Learning about feature variability

(cf. Goodman)

A hierarchical model

Bag proportions

mostlyred

mostlybrown

mostlygreen

Color varies across bagsbut not much within bagsBags in general

mostlyyellow

mostlyblue?

Meta-constraints M

[1,0,0] [0,1,0] [1,0,0] [0,1,0] [.1,.1,.8]

= 0.1= [0.4, 0.4, 0.2]

Within-bag variability

…[6,0,0] [0,6,0] [6,0,0] [0,6,0] [0,0,1]

Bag proportions

Bags in general

Meta-constraints

[.5,.5,0] [.5,.5,0] [.5,.5,0] [.5,.5,0] [.4,.4,.2]

= 5= [0.4, 0.4, 0.2]

Within-bag variability

…[3,3,0] [3,3,0] [3,3,0] [3,3,0] [0,0,1]

Bag proportions

Bags in general

Meta-constraints

Shape of the Beta prior

Bag proportions

Bags in general

MMeta-constraints

Bag proportions

Bags in general

Meta-constraints

Categories in general

Meta-constraints

Individual categories

“wib” “lug” “zup” “div”

“dax”

“wib” “lug” “zup” “div”

Model predictions

“dax”

“Show me the dax:”

Choice probability

Where do priors come from?M

Categories in general

Meta-constraints

Individual categories

Knowledge representation

Children discover structural form• Children may discover that

– Social networks are often organized into cliques– The months form a cycle– “Heavier than” is transitive– Category labels can be organized into hierarchies

Structure

squirrelchimp

gorilla

whiskers hands tail Xmousesquirrelchimpgorilla

Meta-constraints M

F: form

S: structure

D: data

squirrelchimp

gorilla

Meta-constraints M

Structural forms

Order Chain RingPartition

Hierarchy Tree Grid Cylinder

P(S|F,n): Generating structures

if S inconsistent with F

otherwise

• Each structure is weighted by the number of nodesit contains:

where is the number of nodes in S

squirrelchimp

gorilla

mousesquirrel

gorilla

mousesquirrel

chimp gorilla

• Simpler forms are preferred

P(S|F, n): Generating structures from forms

All possiblegraph structures S

P(S|F)

ChainGrid

F: form

S: structure

D: data

squirrelchimp

gorilla

Meta-constraints M

• Intuition: features should be smooth overgraph S

Relatively smooth Not smooth

p(D|S): Generating feature data

(Zhu, Lafferty & Ghahramani)

Let be the featurevalue at node i

p(D|S): Generating feature data

F: form

S: structure

D: data

squirrelchimp

gorilla

Meta-constraints M

als features

es cases

Feature data: results

Developmental shifts

110 features

20 features

5 features

Similarity data: results

colors

Relational data

Structure

Cliques

Meta-constraints M

4 56 7 8

1 2 3 4 5 6 7 812345678

Relational data: resultsPrimates Bush cabinet Prisoners

“x dominates y” “x tells y” “x is friends with y”

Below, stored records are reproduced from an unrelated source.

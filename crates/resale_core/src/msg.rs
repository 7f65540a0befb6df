use crate::frame::StreamFrame;
use crate::guided::{LensCandidate, RequestId};
use crate::inputs::ImageFile;
use crate::run::{RunId, RunMode, SearchMode};

/// How a streamed run ended, as reported by the transport.
#[derive(Debug, Clone, PartialEq, Eq)]
pub enum RunOutcome {
    /// Stream closed normally, with or without a result frame.
    Completed,
    Failed(String),
    Cancelled,
}

#[derive(Debug, Clone, PartialEq)]
pub enum Msg {
    /// User picked, replaced or cleared the main image.
    MainImageChanged(Option<ImageFile>),
    /// User changed the set of extra images.
    ExtraImagesChanged(Vec<ImageFile>),
    /// User edited the free-text description.
    TextChanged(String),
    /// User edited the item name used to refine the search.
    ItemNameChanged(String),
    /// User asked for a comparison run.
    RunRequested(RunMode),
    /// User asked to stop the run driving this mode.
    CancelRequested(RunMode),
    /// Transport decoded a frame for a run.
    RunFrame { run_id: RunId, frame: StreamFrame },
    /// Transport finished a run. Always sent exactly once per started run.
    RunFinished { run_id: RunId, outcome: RunOutcome },
    /// User hid a listing from the results of one mode.
    ListingDismissed { mode: SearchMode, key: String },
    /// User started the guided identification lookup.
    IdentifyRequested,
    /// Candidate lookup completed.
    CandidatesLoaded {
        request_id: RequestId,
        result: Result<Vec<LensCandidate>, String>,
    },
    /// User picked a candidate in the guided flow.
    CandidateSelected(String),
    /// User edited the guided title draft.
    TitleEdited(String),
    /// User confirmed the guided title and wants the analysis.
    GuidedRunConfirmed,
    /// Owning view is going away; release everything.
    Teardown,
    /// Fallback for placeholder wiring.
    NoOp,
}
use std::collections::HashMap;
use std::sync::{mpsc, Arc, Mutex, MutexGuard};
use std::thread;
use std::time::Duration;

use engine_logging::{engine_debug, engine_info, engine_warn};
use resale_core::{LensRequest, RequestId, RunId, RunRequest};
use tokio_util::sync::CancellationToken;

use crate::fetch::{ChannelFrameSink, ReqwestStreamer, StreamSettings, Streamer};
use crate::lens::{CandidateSource, ReqwestLensClient};
use crate::EngineEvent;

enum EngineCommand {
    StartRun { run_id: RunId, request: RunRequest },
    CancelRun { run_id: RunId },
    FetchCandidates { request_id: RequestId, request: LensRequest },
}

type TokenMap = Arc<Mutex<HashMap<RunId, CancellationToken>>>;

/// Runs network work on a background tokio runtime and reports back over a channel.
pub struct EngineHandle {
    cmd_tx: mpsc::Sender<EngineCommand>,
    event_rx: mpsc::Receiver<EngineEvent>,
}

impl EngineHandle {
    pub fn new(settings: StreamSettings) -> std::io::Result<Self> {
        Self::with_backends(
            Arc::new(ReqwestStreamer::new(settings.clone())),
            Arc::new(ReqwestLensClient::new(settings)),
        )
    }

    pub fn with_backends(
        streamer: Arc<dyn Streamer>,
        lens: Arc<dyn CandidateSource>,
    ) -> std::io::Result<Self> {
        let (cmd_tx, cmd_rx) = mpsc::channel();
        let (event_tx, event_rx) = mpsc::channel();
        let runtime = tokio::runtime::Runtime::new()?;

        thread::spawn(move || {
            let tokens: TokenMap = Arc::new(Mutex::new(HashMap::new()));
            while let Ok(command) = cmd_rx.recv() {
                handle_command(
                    &runtime,
                    command,
                    &streamer,
                    &lens,
                    &tokens,
                    event_tx.clone(),
                );
            }
            engine_debug!("Engine command channel closed");
        });

        Ok(Self { cmd_tx, event_rx })
    }

    pub fn start_run(&self, run_id: RunId, request: RunRequest) {
        let _ = self.cmd_tx.send(EngineCommand::StartRun { run_id, request });
    }

    pub fn cancel_run(&self, run_id: RunId) {
        let _ = self.cmd_tx.send(EngineCommand::CancelRun { run_id });
    }

    pub fn fetch_candidates(&self, request_id: RequestId, request: LensRequest) {
        let _ = self.cmd_tx.send(EngineCommand::FetchCandidates {
            request_id,
            request,
        });
    }

    pub fn try_recv(&self) -> Option<EngineEvent> {
        self.event_rx.try_recv().ok()
    }

    pub fn recv_timeout(&self, timeout: Duration) -> Option<EngineEvent> {
        self.event_rx.recv_timeout(timeout).ok()
    }
}

/// A panic while holding the lock leaves the map itself intact, so keep using it.
fn lock_tokens(tokens: &TokenMap) -> MutexGuard<'_, HashMap<RunId, CancellationToken>> {
    tokens.lock().unwrap_or_else(|poisoned| {
        engine_warn!("Run token map was poisoned; recovering");
        poisoned.into_inner()
    })
}

fn handle_command(
    runtime: &tokio::runtime::Runtime,
    command: EngineCommand,
    streamer: &Arc<dyn Streamer>,
    lens: &Arc<dyn CandidateSource>,
    tokens: &TokenMap,
    event_tx: mpsc::Sender<EngineEvent>,
) {
    match command {
        EngineCommand::StartRun { run_id, request } => {
            let token = CancellationToken::new();
            lock_tokens(tokens).insert(run_id, token.clone());
            let streamer = streamer.clone();
            let tokens = tokens.clone();
            runtime.spawn(async move {
                let sink = ChannelFrameSink::new(event_tx.clone());
                let result = streamer
                    .stream_run(run_id, &request, &token, &sink)
                    .await;
                lock_tokens(&tokens).remove(&run_id);
                let _ = event_tx.send(EngineEvent::RunFinished { run_id, result });
            });
        }
        EngineCommand::CancelRun { run_id } => {
            let token = lock_tokens(tokens).get(&run_id).cloned();
            match token {
                Some(token) => {
                    engine_info!("Cancelling run_id={}", run_id);
                    token.cancel();
                }
                None => engine_debug!("Cancel for finished or unknown run_id={}", run_id),
            }
        }
        EngineCommand::FetchCandidates {
            request_id,
            request,
        } => {
            let lens = lens.clone();
            runtime.spawn(async move {
                let result = lens.fetch_candidates(&request).await;
                let _ = event_tx.send(EngineEvent::CandidatesFetched { request_id, result });
            });
        }
    }
}
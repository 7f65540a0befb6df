mod app;
mod config;
mod effects;
mod ui;

pub(crate) use app::{run_app, CliMode};
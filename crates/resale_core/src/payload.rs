use serde::{Deserialize, Serialize};
use serde_json::{Map, Value};

use crate::analytics::PriceRange;
use crate::listing::Listing;

/// Market analysis block embedded in a result payload.
#[derive(Debug, Clone, PartialEq, Default, Serialize, Deserialize)]
pub struct MarketAnalysis {
    #[serde(default, skip_serializing_if = "Option::is_none")]
    pub count: Option<usize>,
    #[serde(default, skip_serializing_if = "Option::is_none")]
    pub price_range: Option<PriceRange>,
    #[serde(default, skip_serializing_if = "Option::is_none")]
    pub active_count: Option<usize>,
    #[serde(default, skip_serializing_if = "Option::is_none")]
    pub sold_count: Option<usize>,
    #[serde(default, skip_serializing_if = "Option::is_none")]
    pub active_price_range: Option<PriceRange>,
    #[serde(default, skip_serializing_if = "Option::is_none")]
    pub sold_price_range: Option<PriceRange>,
    #[serde(default, skip_serializing_if = "Option::is_none")]
    pub sell_velocity: Option<String>,
    #[serde(default, skip_serializing_if = "Option::is_none")]
    pub rarity: Option<String>,
    #[serde(flatten)]
    pub extra: Map<String, Value>,
}

/// Final payload of a comparison run, carried by a `result` frame.
#[derive(Debug, Clone, PartialEq, Default, Serialize, Deserialize)]
pub struct SearchPayload {
    #[serde(default, skip_serializing_if = "Option::is_none")]
    pub item_name: Option<String>,
    #[serde(default)]
    pub listings: Vec<Listing>,
    #[serde(default, skip_serializing_if = "Option::is_none")]
    pub market_analysis: Option<MarketAnalysis>,
    #[serde(default, skip_serializing_if = "Option::is_none")]
    pub summary: Option<String>,
    #[serde(default, skip_serializing_if = "Option::is_none")]
    pub timing_sec: Option<f64>,
    #[serde(flatten)]
    pub extra: Map<String, Value>,
}

impl SearchPayload {
    pub fn sell_velocity(&self) -> Option<&str> {
        self.market_analysis
            .as_ref()
            .and_then(|m| m.sell_velocity.as_deref())
    }

    pub fn rarity(&self) -> Option<&str> {
        self.market_analysis.as_ref().and_then(|m| m.rarity.as_deref())
    }
}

Why structural form matters

• Structural forms support predictions aboutnew or sparsely-observed entities.

Cliques (n = 8/12) Chain (n = 7/12)

Experiment: Form discovery

Structure

squirrelchimp

gorilla

whiskers hands tail bloodedmousesquirrel ?chimp ?gorilla ?

Universal Structure grammar U

A hypothesis space of formsForm FormProcess Process

Conclusions: Part 2

• Hierarchical Bayesian models provide aunified framework which helps to explain:

– How abstract knowledge is acquired

– How abstract knowledge is used for induction

Outline

Handbook of Mathematical Psychology, 1963

Part III Learning structured representations Hierarchical...

Documents

Transcript of Part III Learning structured representations Hierarchical...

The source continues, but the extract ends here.